Apa ini praktik yang tepat
dalam konteks “pendidikan”? Tidakkah, itu hanya membentuk siswa sebagai makhluk
pasif, tak berdaya, hanya disuapi, dan dipaksa menelan bulat semua ajaran guru
tanpa mereka bisa membedakan apakah yang guru cekoki itu vitamin atau racun?
Ini sangat mengerikan bagi anak yang sejatinya harus berkembang, meski sangat
banal terjadi di Indonesia.
Begitupun dengan mekanisme
hukuman. Siswa terlambat di hukum, tak mengerjakan tugas dihukum, dianggap
tidak sopan dihukum, tak berseragam rapih dihukum, sepatu berbeda dihukum. Come
on, ini lembaga pendidikan atau lembaga pemasyarakatan? Coba kita renungkan
ulang, pernah tidak kita memikirkan apa yang terjadi dibalik perilaku yang menyebabkan
siswa mendapat hukuman?

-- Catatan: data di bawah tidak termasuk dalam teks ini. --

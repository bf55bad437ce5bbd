//! In-memory market data
//!
//! Backs both provider ports with records loaded from a single JSON file.
//! Every query is point-in-time: records stamped after `as_of` are
//! invisible.

use confluence_core::{
    AllocationVector, Bar, FundamentalRatios, InsiderTransaction, InstrumentId, OwnershipRecord,
    Ratio, SentimentRecord, Timestamp,
};
use confluence_ports::{AllocationSink, BarSource, ProviderError, ProviderResult, SignalProvider};
use serde::{Deserialize, Serialize};
use std::collections::{BTreeMap, BTreeSet};
use std::path::Path;

use crate::error::{Result, RunnerError};

/// All recorded data for one instrument
#[derive(Debug, Clone, Default, PartialEq, Serialize, Deserialize)]
#[serde(default)]
pub struct InstrumentData {
    pub bars: Vec<Bar>,
    pub insider_transactions: Vec<InsiderTransaction>,
    pub ownership: Vec<OwnershipRecord>,
    pub sentiment: Vec<SentimentRecord>,
    pub ratios: Vec<FundamentalRatios>,
}

/// One reading of the macro stress index
#[derive(Debug, Clone, PartialEq, Serialize, Deserialize)]
pub struct StressReading {
    pub as_of: Timestamp,
    pub level: Ratio,
}

/// Serialized form of a market data file
#[derive(Debug, Clone, Default, PartialEq, Serialize, Deserialize)]
pub struct MarketDataSet {
    #[serde(default)]
    pub instruments: BTreeMap<InstrumentId, InstrumentData>,
    #[serde(default)]
    pub market_stress: Vec<StressReading>,
}

impl MarketDataSet {
    /// Load market data from a JSON file
    pub fn from_file(path: impl AsRef<Path>) -> Result<Self> {
        let content = std::fs::read_to_string(path.as_ref()).map_err(|e| RunnerError::Io {
            path: path.as_ref().display().to_string(),
            error: e.to_string(),
        })?;

        Self::from_json(&content)
    }

    pub fn from_json(json: &str) -> Result<Self> {
        serde_json::from_str(json).map_err(|e| RunnerError::Parse(e.to_string()))
    }

    /// Timestamp of the most recent bar across all instruments
    pub fn latest_bar_time(&self) -> Option<Timestamp> {
        self.instruments
            .values()
            .flat_map(|data| data.bars.iter().map(|b| b.timestamp))
            .max()
    }
}

/// Latest record stamped at or before `as_of`
fn latest<T>(records: &[T], as_of: Timestamp, stamp: impl Fn(&T) -> Timestamp) -> Option<T>
where
    T: Clone,
{
    records
        .iter()
        .filter(|r| stamp(*r) <= as_of)
        .max_by_key(|r| stamp(*r))
        .cloned()
}

/// Point-in-time view over a [`MarketDataSet`]
#[derive(Debug, Clone, Default)]
pub struct InMemoryMarket {
    data: MarketDataSet,
    outages: BTreeSet<InstrumentId>,
}

impl InMemoryMarket {
    pub fn new(data: MarketDataSet) -> Self {
        Self {
            data,
            outages: BTreeSet::new(),
        }
    }

    /// Make every query for `instrument_id` fail as unavailable
    pub fn with_outage(mut self, instrument_id: impl Into<InstrumentId>) -> Self {
        self.outages.insert(instrument_id.into());
        self
    }

    pub fn data(&self) -> &MarketDataSet {
        &self.data
    }

    fn instrument(&self, instrument_id: &InstrumentId) -> ProviderResult<&InstrumentData> {
        if self.outages.contains(instrument_id) {
            return Err(ProviderError::Unavailable(format!(
                "feed down for {}",
                instrument_id
            )));
        }
        self.data
            .instruments
            .get(instrument_id)
            .ok_or_else(|| ProviderError::UnknownInstrument(instrument_id.to_string()))
    }
}

impl SignalProvider for InMemoryMarket {
    fn insider_transactions(
        &self,
        instrument_id: &InstrumentId,
        as_of: Timestamp,
    ) -> ProviderResult<Vec<InsiderTransaction>> {
        let mut filings: Vec<InsiderTransaction> = self
            .instrument(instrument_id)?
            .insider_transactions
            .iter()
            .filter(|t| t.filed_at <= as_of)
            .cloned()
            .collect();
        filings.sort_by_key(|t| t.filed_at);
        Ok(filings)
    }

    fn institutional_ownership(
        &self,
        instrument_id: &InstrumentId,
        as_of: Timestamp,
    ) -> ProviderResult<Option<OwnershipRecord>> {
        let data = self.instrument(instrument_id)?;
        Ok(latest(&data.ownership, as_of, |r| r.as_of))
    }

    fn social_sentiment(
        &self,
        instrument_id: &InstrumentId,
        as_of: Timestamp,
    ) -> ProviderResult<Option<SentimentRecord>> {
        let data = self.instrument(instrument_id)?;
        Ok(latest(&data.sentiment, as_of, |r| r.as_of))
    }

    fn fundamental_ratios(
        &self,
        instrument_id: &InstrumentId,
        as_of: Timestamp,
    ) -> ProviderResult<Option<FundamentalRatios>> {
        let data = self.instrument(instrument_id)?;
        Ok(latest(&data.ratios, as_of, |r| r.as_of))
    }

    fn market_stress(&self, as_of: Timestamp) -> ProviderResult<Option<Ratio>> {
        Ok(latest(&self.data.market_stress, as_of, |r| r.as_of).map(|r| r.level))
    }

    fn name(&self) -> &str {
        "InMemoryMarket"
    }
}

impl BarSource for InMemoryMarket {
    fn history(
        &self,
        instrument_id: &InstrumentId,
        as_of: Timestamp,
        max_bars: usize,
    ) -> ProviderResult<Vec<Bar>> {
        let mut bars: Vec<Bar> = self
            .instrument(instrument_id)?
            .bars
            .iter()
            .filter(|b| b.timestamp <= as_of)
            .cloned()
            .collect();
        bars.sort_by_key(|b| b.timestamp);
        let start = bars.len().saturating_sub(max_bars);
        let window = bars.split_off(start);

        if let Some(bad) = window.iter().find(|b| b.high < b.low) {
            return Err(ProviderError::MalformedRecord {
                instrument: instrument_id.to_string(),
                reason: format!(
                    "bar at {} has high {} below low {}",
                    bad.timestamp, bad.high, bad.low
                ),
            });
        }
        Ok(window)
    }
}

/// Sink that keeps every submitted allocation
#[derive(Debug, Clone, Default)]
pub struct RecordingSink {
    submissions: Vec<(Timestamp, AllocationVector)>,
}

impl RecordingSink {
    pub fn new() -> Self {
        Self::default()
    }

    pub fn submissions(&self) -> &[(Timestamp, AllocationVector)] {
        &self.submissions
    }

    pub fn last(&self) -> Option<&AllocationVector> {
        self.submissions.last().map(|(_, v)| v)
    }
}

impl AllocationSink for RecordingSink {
    fn submit(&mut self, as_of: Timestamp, allocation: AllocationVector) {
        self.submissions.push((as_of, allocation));
    }
}
//! Trend indicators: SMA

use rust_decimal::Decimal;

/// Simple moving average series
///
/// One value per full window; empty when `values.len() < length`.
pub fn sma(values: &[Decimal], length: usize) -> Vec<Decimal> {
    if length == 0 || values.len() < length {
        return Vec::new();
    }

    let divisor = Decimal::from(length);
    values
        .windows(length)
        .map(|w| w.iter().sum::<Decimal>() / divisor)
        .collect()
}

#[cfg(test)]
mod tests {
    use super::*;
    use rust_decimal_macros::dec;

    #[test]
    fn test_sma_series() {
        let values = [dec!(1), dec!(2), dec!(3), dec!(4), dec!(5)];
        assert_eq!(sma(&values, 3), vec![dec!(2), dec!(3), dec!(4)]);
    }

    #[test]
    fn test_sma_insufficient_data() {
        let values = [dec!(1), dec!(2)];
        assert!(sma(&values, 3).is_empty());
    }

    #[test]
    fn test_sma_zero_length() {
        assert!(sma(&[dec!(1)], 0).is_empty());
    }
}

Siswa terlambat misalnya, kita pernah merenungkan secara serius “apa
yang menyebabkan siswa terlambat?”, bisa jadi karena rumah yang jauh, bisa jadi
karena semalam membantu orang tua berdagang hingga bangun kesiangan, bisa jadi
karena kesalahan teknis bajunya kena kotoran hingga mesti dicuci dahulu demi
menyelematkan hargadirinya, bisa jadi karena kemacetan, bahkan bisa jadi karena
memang sekolah sudah sebegitu memuakkan baginya!